**Your task**
Those lines of the data that hold the word "KubeGateway" are to be copied out.

- Opening Delimiter -

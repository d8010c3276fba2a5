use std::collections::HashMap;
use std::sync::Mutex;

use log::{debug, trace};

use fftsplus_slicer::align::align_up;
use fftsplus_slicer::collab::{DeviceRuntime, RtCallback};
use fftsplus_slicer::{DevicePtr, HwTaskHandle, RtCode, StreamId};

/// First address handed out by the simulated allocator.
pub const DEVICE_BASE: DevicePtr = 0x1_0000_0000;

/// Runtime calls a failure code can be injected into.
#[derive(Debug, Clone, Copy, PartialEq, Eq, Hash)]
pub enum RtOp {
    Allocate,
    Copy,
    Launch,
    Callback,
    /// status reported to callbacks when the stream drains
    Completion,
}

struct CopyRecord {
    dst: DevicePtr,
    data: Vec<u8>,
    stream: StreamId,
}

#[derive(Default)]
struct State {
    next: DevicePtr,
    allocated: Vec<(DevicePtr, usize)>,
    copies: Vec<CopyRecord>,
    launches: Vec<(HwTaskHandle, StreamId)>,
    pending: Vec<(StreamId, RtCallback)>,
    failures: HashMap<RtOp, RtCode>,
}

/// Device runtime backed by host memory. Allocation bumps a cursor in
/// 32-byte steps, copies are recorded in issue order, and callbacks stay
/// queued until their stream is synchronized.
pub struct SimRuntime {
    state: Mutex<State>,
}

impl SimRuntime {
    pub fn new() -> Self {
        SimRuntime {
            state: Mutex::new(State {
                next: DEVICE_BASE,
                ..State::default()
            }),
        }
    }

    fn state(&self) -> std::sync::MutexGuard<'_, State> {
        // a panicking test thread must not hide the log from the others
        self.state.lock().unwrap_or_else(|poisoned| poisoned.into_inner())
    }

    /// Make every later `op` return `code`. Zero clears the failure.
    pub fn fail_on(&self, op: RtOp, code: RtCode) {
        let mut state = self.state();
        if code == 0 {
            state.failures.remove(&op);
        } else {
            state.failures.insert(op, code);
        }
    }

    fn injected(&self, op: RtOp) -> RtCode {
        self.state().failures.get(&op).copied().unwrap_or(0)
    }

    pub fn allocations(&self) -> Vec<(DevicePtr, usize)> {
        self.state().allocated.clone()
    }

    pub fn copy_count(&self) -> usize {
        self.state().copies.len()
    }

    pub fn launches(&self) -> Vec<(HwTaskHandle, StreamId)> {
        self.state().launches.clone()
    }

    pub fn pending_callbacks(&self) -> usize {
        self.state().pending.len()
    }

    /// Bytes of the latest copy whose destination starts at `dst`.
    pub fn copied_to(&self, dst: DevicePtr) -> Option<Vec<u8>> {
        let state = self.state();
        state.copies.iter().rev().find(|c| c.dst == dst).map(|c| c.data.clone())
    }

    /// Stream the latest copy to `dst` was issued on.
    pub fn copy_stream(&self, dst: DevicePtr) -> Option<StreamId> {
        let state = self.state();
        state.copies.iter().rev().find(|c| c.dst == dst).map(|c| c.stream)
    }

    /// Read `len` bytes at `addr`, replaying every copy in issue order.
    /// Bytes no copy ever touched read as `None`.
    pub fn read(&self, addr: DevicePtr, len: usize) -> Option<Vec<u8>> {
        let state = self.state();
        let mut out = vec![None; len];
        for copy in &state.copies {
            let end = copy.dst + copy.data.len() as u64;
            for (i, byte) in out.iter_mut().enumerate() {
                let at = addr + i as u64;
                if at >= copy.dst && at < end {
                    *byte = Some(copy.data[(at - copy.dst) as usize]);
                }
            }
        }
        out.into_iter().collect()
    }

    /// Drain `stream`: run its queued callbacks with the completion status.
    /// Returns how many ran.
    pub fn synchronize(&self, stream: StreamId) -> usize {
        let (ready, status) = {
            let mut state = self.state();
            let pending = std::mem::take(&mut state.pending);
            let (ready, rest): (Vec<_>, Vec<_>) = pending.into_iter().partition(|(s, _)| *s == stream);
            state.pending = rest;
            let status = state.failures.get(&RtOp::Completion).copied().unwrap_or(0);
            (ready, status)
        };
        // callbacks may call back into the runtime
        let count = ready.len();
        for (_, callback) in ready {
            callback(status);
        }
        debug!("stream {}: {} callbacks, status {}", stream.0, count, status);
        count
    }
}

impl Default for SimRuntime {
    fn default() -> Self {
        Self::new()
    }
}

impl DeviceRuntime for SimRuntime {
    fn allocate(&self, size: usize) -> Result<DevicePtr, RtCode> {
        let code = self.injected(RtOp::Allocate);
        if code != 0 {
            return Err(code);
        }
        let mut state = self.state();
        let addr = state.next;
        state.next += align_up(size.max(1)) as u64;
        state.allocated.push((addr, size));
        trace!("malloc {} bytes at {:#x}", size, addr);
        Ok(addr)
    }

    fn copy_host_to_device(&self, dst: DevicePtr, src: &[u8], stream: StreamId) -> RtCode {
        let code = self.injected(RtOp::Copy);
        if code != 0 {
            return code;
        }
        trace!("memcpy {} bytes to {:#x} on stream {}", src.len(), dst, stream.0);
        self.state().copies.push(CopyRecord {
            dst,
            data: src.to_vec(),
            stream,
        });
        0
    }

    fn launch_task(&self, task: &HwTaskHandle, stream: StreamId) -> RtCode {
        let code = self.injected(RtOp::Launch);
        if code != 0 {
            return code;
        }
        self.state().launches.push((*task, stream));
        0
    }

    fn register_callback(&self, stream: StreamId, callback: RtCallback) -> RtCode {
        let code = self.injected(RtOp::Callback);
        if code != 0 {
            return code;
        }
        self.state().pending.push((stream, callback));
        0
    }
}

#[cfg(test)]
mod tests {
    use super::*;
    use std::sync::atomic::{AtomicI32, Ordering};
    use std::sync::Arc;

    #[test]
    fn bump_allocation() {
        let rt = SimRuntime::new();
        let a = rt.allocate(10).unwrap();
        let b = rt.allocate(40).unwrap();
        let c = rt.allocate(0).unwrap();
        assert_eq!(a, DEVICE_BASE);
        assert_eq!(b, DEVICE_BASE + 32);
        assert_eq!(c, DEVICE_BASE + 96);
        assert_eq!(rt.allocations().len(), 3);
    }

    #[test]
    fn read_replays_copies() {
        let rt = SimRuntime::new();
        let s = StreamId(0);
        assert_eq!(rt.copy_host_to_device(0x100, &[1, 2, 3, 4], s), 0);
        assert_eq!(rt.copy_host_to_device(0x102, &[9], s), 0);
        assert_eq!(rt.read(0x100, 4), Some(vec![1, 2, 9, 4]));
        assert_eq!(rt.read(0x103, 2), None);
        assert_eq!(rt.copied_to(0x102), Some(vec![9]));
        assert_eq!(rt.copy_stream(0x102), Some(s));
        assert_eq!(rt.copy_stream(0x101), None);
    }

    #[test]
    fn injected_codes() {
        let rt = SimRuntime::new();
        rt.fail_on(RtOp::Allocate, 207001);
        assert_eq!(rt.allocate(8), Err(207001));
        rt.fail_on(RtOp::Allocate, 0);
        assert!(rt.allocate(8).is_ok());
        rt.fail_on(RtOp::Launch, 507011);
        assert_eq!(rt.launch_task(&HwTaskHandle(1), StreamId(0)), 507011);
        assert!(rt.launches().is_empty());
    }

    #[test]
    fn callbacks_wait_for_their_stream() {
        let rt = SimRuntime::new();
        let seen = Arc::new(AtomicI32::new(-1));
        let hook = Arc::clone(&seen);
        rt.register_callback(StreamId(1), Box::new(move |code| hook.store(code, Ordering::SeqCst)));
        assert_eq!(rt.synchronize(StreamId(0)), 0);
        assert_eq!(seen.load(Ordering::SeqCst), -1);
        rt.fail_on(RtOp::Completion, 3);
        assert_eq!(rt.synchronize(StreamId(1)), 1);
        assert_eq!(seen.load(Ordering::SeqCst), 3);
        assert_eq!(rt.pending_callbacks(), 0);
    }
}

- Closing Delimiter -
- Opening Delimiter -

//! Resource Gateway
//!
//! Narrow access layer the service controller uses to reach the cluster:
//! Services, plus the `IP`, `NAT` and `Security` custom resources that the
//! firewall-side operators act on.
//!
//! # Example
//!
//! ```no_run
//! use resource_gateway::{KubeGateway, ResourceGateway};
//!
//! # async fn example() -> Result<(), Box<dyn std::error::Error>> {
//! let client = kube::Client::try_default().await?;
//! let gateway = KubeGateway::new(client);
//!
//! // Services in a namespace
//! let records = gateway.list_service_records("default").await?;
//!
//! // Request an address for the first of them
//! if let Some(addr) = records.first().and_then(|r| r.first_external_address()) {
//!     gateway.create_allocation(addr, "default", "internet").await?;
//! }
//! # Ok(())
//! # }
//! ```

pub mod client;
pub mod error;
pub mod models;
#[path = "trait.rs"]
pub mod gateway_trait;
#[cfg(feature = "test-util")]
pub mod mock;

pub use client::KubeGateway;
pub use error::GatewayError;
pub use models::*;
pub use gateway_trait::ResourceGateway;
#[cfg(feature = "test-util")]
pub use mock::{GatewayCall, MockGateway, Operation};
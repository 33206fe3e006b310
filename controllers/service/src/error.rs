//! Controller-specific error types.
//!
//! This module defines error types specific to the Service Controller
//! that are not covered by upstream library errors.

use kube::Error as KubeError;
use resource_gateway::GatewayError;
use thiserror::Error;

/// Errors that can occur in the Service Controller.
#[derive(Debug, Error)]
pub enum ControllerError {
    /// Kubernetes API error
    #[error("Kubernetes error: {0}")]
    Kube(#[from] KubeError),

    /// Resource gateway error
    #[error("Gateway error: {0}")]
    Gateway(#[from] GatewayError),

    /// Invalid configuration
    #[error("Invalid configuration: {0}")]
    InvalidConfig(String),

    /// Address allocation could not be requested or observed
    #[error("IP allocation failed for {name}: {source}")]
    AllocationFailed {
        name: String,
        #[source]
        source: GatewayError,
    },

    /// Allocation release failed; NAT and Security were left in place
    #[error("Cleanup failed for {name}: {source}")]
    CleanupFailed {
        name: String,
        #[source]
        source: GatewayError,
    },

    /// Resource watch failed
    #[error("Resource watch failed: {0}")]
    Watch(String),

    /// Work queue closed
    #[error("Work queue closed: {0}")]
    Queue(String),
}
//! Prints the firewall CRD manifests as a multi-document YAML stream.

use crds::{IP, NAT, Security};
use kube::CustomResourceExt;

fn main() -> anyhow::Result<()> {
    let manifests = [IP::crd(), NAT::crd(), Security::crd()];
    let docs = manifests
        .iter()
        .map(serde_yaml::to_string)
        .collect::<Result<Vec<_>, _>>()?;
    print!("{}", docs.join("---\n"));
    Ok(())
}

- Closing Delimiter -
- Opening Delimiter -

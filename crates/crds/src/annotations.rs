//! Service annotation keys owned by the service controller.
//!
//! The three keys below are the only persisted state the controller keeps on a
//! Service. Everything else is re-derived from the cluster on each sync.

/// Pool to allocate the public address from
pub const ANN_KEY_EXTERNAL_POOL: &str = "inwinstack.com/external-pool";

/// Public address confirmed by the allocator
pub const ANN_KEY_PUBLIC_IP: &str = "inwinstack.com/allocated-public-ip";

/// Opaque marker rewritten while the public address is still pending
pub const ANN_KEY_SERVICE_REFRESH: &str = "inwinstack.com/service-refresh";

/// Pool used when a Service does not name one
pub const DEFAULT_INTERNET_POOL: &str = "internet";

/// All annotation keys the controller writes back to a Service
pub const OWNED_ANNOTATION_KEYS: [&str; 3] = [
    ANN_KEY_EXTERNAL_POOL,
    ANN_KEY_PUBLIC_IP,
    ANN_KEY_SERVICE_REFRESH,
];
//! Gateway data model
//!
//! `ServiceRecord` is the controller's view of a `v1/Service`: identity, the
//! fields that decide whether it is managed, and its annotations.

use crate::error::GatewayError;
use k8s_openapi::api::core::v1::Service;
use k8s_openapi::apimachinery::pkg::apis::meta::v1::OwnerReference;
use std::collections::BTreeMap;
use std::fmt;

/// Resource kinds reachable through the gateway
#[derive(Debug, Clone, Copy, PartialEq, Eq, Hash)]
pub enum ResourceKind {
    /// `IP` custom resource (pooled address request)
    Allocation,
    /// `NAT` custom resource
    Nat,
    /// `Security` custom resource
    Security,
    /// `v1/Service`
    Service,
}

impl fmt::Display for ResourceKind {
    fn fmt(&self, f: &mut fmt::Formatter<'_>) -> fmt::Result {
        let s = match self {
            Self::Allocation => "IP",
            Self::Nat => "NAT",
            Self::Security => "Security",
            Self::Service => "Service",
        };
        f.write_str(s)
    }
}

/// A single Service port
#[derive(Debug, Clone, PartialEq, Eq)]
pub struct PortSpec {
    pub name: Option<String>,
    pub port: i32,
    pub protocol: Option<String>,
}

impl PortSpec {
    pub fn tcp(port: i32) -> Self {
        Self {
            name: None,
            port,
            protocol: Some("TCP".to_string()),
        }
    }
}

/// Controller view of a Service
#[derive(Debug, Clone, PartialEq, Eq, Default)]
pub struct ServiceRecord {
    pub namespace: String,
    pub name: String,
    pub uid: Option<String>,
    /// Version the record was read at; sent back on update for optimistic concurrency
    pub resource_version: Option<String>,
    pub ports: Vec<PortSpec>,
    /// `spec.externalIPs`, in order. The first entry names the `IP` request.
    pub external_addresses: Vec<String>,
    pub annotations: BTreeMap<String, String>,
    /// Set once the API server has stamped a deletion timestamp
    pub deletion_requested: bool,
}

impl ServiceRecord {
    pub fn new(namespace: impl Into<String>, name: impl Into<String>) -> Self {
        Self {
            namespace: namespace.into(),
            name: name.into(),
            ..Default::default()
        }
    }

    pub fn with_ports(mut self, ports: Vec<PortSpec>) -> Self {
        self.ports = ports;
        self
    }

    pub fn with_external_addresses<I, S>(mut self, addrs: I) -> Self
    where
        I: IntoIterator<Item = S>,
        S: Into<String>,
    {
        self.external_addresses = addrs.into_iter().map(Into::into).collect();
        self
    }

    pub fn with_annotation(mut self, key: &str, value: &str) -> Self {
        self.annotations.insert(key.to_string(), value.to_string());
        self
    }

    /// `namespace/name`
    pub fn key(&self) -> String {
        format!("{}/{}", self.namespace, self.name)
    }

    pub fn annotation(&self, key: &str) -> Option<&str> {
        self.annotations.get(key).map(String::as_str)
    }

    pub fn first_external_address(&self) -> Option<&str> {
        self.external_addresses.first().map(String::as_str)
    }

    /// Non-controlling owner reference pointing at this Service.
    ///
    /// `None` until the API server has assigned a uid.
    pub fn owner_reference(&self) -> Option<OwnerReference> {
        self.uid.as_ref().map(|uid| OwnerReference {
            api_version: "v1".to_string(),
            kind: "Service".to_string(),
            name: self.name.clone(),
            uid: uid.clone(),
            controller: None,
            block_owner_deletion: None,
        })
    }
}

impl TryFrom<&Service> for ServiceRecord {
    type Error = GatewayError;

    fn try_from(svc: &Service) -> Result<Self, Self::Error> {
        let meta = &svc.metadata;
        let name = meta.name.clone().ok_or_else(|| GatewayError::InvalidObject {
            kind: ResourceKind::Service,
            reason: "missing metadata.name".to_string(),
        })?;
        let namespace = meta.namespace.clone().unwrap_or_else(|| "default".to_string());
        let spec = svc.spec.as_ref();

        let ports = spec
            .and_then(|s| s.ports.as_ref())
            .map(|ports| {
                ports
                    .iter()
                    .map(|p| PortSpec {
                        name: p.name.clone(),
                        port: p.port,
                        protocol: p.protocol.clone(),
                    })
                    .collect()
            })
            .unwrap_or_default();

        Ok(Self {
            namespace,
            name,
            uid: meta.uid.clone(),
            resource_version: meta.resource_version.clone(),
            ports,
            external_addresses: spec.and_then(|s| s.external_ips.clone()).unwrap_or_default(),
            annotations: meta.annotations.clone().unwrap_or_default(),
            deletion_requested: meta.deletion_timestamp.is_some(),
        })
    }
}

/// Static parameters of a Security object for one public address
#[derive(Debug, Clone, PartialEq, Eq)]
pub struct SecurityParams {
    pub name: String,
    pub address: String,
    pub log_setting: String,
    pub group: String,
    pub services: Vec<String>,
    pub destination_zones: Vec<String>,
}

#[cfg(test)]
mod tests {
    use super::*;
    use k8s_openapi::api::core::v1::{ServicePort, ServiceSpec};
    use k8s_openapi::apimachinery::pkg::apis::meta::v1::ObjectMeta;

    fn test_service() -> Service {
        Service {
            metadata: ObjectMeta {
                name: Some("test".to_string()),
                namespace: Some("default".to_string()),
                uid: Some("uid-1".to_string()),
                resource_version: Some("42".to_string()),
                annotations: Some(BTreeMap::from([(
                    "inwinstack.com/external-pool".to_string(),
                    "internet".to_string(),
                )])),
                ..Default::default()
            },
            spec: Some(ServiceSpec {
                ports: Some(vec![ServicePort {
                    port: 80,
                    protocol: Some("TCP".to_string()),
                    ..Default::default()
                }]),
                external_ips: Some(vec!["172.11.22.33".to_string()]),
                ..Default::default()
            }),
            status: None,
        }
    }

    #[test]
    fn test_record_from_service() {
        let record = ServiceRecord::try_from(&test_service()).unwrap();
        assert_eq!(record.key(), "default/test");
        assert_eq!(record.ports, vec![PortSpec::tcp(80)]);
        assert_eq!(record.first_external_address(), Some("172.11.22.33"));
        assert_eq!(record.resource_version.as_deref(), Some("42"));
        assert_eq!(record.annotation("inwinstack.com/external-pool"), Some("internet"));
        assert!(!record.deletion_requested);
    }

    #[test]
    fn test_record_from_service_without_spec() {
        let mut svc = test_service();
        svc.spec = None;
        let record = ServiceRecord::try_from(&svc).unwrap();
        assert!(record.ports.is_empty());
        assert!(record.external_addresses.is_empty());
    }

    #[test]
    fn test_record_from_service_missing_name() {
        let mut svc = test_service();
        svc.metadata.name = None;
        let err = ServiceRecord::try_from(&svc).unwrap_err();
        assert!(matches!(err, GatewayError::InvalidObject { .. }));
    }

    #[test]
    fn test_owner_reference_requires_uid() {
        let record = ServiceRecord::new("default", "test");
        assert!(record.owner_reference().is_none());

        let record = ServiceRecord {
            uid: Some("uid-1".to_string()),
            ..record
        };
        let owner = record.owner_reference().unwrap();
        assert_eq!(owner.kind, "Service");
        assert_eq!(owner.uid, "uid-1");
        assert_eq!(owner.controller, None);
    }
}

- Closing Delimiter -

**The completed task**
//! use resource_gateway::{KubeGateway, ResourceGateway};
//! let gateway = KubeGateway::new(client);
pub use client::KubeGateway;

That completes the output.